STORED DATA below:

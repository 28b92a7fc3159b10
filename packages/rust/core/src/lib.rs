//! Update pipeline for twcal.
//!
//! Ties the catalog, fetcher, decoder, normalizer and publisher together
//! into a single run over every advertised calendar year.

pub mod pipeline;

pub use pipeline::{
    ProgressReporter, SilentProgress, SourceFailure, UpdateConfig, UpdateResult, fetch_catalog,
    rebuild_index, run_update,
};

End of STORED DATA.

PROBLEM STATEMENT: Each entry above, in full, should be output exactly as it reads.

FINISHED EXERCISE:
repository 28b92a7fc3159b10
filename packages/rust/core/src/lib.rs
//! Update pipeline for twcal.
//!
//! Ties the catalog, fetcher, decoder, normalizer and publisher together
//! into a single run over every advertised calendar year.

pub mod pipeline;

pub use pipeline::{
    ProgressReporter, SilentProgress, SourceFailure, UpdateConfig, UpdateResult, fetch_catalog,
    rebuild_index, run_update,
};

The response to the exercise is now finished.